■ Activity
Below are the records; copy each line in them that holds the word "ZERO".

Records for processing section start

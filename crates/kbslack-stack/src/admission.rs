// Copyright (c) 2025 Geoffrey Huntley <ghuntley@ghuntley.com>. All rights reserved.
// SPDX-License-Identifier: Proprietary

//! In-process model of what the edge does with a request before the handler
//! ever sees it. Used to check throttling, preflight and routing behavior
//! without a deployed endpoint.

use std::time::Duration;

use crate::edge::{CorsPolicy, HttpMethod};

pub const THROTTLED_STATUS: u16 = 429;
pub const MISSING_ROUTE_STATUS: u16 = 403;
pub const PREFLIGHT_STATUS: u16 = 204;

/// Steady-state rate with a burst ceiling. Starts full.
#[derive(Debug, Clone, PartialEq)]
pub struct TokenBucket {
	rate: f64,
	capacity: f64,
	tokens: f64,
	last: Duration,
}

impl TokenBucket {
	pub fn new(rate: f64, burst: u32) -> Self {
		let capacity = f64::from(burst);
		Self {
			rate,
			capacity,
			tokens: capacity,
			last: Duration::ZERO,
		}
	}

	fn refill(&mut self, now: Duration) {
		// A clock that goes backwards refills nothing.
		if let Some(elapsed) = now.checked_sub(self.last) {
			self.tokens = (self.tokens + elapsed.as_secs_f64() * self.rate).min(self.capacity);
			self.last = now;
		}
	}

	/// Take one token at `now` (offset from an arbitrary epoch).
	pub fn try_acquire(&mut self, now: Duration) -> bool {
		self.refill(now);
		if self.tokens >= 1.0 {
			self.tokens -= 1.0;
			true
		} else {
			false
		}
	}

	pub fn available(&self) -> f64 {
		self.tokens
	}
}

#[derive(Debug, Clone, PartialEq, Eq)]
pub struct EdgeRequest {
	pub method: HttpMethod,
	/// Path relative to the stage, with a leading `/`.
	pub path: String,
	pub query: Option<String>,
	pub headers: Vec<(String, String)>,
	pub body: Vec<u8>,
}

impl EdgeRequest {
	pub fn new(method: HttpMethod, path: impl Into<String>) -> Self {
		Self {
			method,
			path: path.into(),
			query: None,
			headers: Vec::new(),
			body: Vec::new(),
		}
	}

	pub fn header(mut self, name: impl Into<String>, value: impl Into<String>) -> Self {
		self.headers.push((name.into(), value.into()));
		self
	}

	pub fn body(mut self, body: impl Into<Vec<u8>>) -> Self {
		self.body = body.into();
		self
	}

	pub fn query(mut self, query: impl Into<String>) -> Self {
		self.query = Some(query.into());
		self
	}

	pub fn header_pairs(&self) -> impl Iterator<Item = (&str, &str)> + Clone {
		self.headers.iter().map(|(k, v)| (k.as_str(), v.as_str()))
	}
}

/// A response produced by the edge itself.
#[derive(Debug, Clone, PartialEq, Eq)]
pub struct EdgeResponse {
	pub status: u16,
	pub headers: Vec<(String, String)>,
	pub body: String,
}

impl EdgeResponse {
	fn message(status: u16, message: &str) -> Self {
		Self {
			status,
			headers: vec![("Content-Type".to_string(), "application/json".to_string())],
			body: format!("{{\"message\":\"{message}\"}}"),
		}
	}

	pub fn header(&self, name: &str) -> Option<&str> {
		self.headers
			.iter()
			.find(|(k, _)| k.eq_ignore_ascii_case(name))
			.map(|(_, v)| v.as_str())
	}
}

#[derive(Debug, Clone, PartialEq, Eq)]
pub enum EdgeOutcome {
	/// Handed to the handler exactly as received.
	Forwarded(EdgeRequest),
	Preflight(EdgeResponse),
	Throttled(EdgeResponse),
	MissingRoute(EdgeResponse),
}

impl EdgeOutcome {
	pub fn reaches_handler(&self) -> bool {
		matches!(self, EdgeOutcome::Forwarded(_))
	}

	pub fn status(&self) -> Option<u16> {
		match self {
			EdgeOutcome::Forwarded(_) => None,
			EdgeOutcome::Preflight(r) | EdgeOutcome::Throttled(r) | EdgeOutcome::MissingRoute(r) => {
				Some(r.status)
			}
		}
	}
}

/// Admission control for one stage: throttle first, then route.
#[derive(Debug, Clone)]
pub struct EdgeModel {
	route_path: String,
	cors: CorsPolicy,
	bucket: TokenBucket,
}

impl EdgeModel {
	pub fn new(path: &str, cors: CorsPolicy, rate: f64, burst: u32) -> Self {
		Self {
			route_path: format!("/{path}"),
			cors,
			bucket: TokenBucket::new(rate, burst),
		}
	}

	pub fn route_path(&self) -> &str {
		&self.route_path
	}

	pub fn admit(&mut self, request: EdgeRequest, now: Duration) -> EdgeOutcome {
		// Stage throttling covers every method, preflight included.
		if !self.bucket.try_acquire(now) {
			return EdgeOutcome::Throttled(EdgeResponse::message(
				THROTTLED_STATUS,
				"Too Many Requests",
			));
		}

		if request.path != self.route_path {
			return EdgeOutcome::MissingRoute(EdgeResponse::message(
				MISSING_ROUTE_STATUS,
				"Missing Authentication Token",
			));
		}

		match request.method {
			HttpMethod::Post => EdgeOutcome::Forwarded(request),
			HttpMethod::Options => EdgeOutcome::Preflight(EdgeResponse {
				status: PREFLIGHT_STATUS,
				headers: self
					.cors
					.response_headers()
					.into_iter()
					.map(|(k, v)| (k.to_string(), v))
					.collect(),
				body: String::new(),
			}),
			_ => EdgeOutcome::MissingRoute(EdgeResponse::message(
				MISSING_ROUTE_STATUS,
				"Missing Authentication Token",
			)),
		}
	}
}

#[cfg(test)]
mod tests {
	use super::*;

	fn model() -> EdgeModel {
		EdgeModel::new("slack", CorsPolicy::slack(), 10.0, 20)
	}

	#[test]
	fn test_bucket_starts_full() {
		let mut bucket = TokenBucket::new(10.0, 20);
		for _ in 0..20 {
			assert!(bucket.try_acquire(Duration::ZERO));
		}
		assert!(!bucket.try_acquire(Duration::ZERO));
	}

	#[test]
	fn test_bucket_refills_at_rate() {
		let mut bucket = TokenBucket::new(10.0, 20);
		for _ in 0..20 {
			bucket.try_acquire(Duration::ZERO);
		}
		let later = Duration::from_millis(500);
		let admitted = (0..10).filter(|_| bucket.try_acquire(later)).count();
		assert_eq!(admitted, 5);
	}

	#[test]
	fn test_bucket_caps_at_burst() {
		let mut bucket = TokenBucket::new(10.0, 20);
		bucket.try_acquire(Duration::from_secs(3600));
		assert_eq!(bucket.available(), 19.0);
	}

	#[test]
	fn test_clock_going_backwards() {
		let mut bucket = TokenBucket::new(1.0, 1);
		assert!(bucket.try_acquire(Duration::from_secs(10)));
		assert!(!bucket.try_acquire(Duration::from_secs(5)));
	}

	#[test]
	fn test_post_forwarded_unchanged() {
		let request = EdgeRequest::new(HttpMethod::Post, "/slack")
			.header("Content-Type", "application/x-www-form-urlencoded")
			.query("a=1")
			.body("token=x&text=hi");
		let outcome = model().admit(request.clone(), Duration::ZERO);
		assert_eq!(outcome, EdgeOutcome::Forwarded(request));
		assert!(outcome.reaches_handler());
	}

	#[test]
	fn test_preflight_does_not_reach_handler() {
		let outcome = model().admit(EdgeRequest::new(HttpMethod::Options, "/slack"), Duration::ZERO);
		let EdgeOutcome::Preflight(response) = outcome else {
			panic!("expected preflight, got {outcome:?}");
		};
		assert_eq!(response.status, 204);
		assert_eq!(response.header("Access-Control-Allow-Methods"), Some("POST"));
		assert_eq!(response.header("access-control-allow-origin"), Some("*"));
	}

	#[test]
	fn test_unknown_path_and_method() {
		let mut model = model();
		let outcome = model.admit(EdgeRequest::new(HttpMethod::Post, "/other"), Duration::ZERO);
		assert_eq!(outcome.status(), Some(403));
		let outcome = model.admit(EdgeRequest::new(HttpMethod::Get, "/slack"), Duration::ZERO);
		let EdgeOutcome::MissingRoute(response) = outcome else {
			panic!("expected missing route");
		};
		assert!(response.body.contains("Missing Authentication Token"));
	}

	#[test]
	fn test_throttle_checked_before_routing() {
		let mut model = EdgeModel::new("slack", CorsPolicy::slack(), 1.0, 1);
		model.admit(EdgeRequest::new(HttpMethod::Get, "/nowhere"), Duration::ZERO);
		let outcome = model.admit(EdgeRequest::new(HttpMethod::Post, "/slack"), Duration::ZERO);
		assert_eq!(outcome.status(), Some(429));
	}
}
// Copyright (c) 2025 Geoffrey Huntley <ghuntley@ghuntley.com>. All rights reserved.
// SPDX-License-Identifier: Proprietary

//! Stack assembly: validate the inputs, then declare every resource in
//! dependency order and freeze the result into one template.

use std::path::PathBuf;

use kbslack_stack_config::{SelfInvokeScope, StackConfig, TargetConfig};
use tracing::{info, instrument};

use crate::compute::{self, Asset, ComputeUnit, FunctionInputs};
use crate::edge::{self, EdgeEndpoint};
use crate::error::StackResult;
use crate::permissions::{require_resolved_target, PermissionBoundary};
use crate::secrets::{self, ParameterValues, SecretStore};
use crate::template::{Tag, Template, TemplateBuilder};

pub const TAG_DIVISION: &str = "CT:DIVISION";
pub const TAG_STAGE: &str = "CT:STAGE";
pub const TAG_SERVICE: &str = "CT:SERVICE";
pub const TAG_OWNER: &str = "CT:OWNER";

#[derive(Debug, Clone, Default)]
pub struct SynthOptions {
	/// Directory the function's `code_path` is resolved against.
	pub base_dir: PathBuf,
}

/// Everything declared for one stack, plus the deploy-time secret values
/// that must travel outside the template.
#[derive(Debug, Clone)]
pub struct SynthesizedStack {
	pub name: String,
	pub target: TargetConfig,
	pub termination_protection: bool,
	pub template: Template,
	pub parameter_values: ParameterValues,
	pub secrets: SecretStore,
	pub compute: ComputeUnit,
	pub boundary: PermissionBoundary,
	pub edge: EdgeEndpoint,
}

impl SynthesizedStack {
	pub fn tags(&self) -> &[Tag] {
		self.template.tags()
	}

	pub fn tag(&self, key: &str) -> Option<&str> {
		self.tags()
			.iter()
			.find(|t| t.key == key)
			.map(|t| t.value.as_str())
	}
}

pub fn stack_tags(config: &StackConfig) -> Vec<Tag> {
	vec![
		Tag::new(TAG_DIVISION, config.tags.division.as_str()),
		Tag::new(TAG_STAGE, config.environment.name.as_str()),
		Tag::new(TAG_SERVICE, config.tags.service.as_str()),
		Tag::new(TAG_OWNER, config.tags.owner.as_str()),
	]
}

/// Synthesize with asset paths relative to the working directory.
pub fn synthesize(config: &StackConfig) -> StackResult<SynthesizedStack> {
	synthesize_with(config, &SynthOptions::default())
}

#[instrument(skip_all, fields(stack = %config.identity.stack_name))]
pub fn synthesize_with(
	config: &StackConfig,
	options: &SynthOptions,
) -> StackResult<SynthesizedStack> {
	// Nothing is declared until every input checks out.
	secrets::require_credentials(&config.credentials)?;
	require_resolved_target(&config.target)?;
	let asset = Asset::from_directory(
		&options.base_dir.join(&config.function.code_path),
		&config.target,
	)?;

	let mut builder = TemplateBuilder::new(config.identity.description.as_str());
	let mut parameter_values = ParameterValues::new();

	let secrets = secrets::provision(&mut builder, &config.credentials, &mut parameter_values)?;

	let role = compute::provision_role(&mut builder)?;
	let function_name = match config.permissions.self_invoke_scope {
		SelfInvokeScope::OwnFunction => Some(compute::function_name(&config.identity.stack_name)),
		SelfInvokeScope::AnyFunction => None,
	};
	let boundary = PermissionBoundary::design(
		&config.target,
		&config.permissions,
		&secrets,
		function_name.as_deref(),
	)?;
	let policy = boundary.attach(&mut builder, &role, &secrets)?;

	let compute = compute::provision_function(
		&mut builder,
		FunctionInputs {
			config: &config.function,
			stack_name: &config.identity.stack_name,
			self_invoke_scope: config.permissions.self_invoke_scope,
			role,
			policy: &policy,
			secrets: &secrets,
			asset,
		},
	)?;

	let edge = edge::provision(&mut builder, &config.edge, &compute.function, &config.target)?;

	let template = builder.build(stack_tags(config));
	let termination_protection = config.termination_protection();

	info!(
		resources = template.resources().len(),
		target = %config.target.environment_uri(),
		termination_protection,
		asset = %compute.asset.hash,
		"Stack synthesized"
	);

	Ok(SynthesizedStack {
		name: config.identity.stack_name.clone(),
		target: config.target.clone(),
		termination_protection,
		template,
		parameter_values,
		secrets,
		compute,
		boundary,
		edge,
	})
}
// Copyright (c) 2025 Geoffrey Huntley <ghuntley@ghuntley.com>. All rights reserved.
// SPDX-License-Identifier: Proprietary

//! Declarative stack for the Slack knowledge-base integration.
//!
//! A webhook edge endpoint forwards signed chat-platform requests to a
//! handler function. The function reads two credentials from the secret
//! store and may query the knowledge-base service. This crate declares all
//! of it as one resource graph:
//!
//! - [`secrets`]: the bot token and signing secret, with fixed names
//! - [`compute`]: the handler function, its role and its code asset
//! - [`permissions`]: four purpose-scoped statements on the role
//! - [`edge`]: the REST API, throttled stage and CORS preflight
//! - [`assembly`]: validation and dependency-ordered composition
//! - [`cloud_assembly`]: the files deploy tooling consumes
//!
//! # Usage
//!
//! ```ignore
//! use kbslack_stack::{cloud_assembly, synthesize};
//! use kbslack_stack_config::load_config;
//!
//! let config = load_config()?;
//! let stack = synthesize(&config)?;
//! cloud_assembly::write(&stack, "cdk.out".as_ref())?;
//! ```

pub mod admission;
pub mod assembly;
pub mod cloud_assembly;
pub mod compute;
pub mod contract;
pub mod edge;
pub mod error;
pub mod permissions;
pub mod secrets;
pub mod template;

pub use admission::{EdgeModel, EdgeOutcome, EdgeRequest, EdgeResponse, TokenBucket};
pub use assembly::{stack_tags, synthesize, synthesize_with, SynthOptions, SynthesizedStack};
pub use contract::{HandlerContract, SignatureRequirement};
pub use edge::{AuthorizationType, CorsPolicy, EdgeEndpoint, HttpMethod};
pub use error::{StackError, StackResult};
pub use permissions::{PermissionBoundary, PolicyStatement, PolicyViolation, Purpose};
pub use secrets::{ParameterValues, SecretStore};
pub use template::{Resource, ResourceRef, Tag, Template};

Records for processing section end

■ Response
			last: Duration::ZERO,
			assert!(bucket.try_acquire(Duration::ZERO));
		assert!(!bucket.try_acquire(Duration::ZERO));
			bucket.try_acquire(Duration::ZERO);
		let outcome = model().admit(request.clone(), Duration::ZERO);
		let outcome = model().admit(EdgeRequest::new(HttpMethod::Options, "/slack"), Duration::ZERO);
		let outcome = model.admit(EdgeRequest::new(HttpMethod::Post, "/other"), Duration::ZERO);
		let outcome = model.admit(EdgeRequest::new(HttpMethod::Get, "/slack"), Duration::ZERO);
		model.admit(EdgeRequest::new(HttpMethod::Get, "/nowhere"), Duration::ZERO);
		let outcome = model.admit(EdgeRequest::new(HttpMethod::Post, "/slack"), Duration::ZERO);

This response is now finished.